# Work instructions
Below are some records. Say how many of their lines include the string "terminate", giving only the number.

# Exercise materials
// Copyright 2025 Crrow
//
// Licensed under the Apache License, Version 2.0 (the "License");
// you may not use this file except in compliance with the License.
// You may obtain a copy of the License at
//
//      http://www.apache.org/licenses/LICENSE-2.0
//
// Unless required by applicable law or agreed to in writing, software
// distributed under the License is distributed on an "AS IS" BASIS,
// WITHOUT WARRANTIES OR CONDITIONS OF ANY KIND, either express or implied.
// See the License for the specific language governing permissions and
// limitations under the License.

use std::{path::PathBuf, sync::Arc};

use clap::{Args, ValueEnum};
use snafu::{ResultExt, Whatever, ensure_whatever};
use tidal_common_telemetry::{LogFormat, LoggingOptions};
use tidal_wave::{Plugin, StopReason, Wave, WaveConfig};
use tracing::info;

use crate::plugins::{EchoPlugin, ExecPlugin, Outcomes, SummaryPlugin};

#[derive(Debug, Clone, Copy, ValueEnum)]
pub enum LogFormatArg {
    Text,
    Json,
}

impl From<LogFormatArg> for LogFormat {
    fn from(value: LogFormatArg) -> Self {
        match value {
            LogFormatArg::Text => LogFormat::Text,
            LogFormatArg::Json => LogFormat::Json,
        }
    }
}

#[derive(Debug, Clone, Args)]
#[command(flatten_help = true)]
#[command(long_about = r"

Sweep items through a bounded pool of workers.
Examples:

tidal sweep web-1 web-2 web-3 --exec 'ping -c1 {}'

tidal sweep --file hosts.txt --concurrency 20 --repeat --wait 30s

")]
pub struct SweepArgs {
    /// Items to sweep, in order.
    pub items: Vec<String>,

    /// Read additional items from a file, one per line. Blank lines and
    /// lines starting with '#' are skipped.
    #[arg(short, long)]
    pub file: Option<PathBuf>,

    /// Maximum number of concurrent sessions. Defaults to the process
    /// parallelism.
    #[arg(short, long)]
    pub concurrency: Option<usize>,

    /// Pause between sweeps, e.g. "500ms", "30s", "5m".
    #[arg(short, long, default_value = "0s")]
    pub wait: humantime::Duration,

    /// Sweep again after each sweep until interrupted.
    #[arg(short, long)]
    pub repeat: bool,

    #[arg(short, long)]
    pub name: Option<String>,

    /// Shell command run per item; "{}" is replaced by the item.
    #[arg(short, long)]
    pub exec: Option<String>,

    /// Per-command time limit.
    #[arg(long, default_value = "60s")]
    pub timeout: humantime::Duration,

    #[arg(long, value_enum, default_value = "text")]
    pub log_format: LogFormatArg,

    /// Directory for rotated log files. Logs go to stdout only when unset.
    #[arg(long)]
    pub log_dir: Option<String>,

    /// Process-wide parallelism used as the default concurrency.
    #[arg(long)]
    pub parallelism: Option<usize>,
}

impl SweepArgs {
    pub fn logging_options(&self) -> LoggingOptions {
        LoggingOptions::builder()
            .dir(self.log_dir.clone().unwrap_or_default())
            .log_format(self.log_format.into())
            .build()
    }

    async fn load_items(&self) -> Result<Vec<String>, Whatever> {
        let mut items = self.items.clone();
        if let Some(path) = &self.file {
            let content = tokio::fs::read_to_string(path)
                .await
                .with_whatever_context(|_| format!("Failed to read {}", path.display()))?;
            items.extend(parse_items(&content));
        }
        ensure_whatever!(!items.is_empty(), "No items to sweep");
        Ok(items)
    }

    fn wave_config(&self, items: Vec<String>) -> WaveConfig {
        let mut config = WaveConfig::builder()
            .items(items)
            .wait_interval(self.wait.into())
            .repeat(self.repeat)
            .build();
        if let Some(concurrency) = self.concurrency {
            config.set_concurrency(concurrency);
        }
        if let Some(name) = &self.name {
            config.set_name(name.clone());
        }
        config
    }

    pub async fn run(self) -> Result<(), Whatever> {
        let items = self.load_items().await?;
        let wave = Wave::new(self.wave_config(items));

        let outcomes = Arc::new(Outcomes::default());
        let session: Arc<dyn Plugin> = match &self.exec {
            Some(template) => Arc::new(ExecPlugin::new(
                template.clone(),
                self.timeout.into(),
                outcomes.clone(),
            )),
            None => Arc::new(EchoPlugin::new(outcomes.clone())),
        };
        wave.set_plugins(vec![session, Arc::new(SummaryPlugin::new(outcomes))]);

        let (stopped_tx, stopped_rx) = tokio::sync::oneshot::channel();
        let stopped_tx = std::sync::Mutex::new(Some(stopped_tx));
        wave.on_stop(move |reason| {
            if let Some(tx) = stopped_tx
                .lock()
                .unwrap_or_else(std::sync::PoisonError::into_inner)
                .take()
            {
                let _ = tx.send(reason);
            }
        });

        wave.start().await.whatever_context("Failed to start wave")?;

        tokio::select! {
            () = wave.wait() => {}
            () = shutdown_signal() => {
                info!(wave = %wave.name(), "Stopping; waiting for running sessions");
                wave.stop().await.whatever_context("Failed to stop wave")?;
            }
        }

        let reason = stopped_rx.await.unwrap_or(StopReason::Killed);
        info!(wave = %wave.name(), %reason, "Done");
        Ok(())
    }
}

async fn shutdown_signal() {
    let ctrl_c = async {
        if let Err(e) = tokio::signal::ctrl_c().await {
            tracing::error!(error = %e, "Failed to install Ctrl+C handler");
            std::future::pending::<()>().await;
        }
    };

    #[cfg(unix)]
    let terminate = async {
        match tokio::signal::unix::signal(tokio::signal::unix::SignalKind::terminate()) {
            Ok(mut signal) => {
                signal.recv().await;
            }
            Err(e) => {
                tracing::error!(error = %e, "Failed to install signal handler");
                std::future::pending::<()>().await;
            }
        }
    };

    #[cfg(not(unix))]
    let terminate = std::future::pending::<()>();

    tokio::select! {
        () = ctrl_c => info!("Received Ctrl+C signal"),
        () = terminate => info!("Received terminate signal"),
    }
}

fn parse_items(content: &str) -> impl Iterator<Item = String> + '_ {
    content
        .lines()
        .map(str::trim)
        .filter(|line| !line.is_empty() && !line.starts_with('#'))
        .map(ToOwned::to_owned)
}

# Your solution
4